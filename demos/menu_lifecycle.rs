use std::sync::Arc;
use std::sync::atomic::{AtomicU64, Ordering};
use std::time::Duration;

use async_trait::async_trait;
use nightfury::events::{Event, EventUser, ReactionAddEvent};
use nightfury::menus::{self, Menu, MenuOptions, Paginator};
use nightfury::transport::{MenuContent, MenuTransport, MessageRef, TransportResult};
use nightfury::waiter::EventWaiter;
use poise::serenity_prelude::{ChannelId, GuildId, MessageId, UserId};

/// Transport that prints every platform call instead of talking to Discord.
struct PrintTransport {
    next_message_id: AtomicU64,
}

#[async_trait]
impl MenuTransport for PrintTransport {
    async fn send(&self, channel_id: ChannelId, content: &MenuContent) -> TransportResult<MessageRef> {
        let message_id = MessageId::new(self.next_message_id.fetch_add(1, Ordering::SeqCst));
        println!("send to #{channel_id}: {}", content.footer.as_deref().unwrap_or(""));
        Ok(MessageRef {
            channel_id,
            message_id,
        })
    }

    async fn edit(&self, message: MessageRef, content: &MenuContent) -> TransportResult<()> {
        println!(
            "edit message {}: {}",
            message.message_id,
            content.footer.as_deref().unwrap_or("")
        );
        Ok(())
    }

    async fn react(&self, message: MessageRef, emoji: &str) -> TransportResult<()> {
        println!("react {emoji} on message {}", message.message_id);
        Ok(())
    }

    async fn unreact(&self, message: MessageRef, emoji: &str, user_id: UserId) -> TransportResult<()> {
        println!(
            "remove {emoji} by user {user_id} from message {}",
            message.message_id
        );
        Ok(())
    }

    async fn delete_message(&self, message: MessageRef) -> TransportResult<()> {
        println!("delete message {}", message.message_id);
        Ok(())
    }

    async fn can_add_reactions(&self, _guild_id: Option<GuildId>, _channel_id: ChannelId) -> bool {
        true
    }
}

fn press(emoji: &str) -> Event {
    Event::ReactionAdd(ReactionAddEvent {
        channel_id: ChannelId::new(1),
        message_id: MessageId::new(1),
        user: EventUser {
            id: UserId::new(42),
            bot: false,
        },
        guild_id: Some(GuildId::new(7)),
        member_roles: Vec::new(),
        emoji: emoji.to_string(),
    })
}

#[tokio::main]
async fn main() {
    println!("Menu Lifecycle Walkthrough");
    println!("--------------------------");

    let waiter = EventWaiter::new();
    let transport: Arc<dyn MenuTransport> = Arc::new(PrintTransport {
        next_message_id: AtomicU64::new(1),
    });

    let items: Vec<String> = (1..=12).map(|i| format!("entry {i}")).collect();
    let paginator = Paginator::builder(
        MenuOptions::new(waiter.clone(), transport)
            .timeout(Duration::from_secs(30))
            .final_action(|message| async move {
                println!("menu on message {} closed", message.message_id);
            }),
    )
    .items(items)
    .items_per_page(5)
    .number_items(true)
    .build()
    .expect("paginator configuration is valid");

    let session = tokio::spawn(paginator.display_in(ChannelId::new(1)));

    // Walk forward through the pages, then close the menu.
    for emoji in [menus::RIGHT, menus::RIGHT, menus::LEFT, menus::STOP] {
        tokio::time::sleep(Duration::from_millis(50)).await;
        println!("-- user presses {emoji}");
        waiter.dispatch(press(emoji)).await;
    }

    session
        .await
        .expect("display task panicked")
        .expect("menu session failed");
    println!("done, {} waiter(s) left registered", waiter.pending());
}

■ **Prompt**:
Output an exact copy of the lines from the one holding "let transport: Arc<dyn" to the last line of the data, inclusive, and nothing beyond that range.

■ **Exercise response**:
    let transport: Arc<dyn MenuTransport> = Arc::new(PrintTransport {
        next_message_id: AtomicU64::new(1),
    });

    let items: Vec<String> = (1..=12).map(|i| format!("entry {i}")).collect();
    let paginator = Paginator::builder(
        MenuOptions::new(waiter.clone(), transport)
            .timeout(Duration::from_secs(30))
            .final_action(|message| async move {
                println!("menu on message {} closed", message.message_id);
            }),
    )
    .items(items)
    .items_per_page(5)
    .number_items(true)
    .build()
    .expect("paginator configuration is valid");

    let session = tokio::spawn(paginator.display_in(ChannelId::new(1)));

    // Walk forward through the pages, then close the menu.
    for emoji in [menus::RIGHT, menus::RIGHT, menus::LEFT, menus::STOP] {
        tokio::time::sleep(Duration::from_millis(50)).await;
        println!("-- user presses {emoji}");
        waiter.dispatch(press(emoji)).await;
    }

    session
        .await
        .expect("display task panicked")
        .expect("menu session failed");
    println!("done, {} waiter(s) left registered", waiter.pending());
}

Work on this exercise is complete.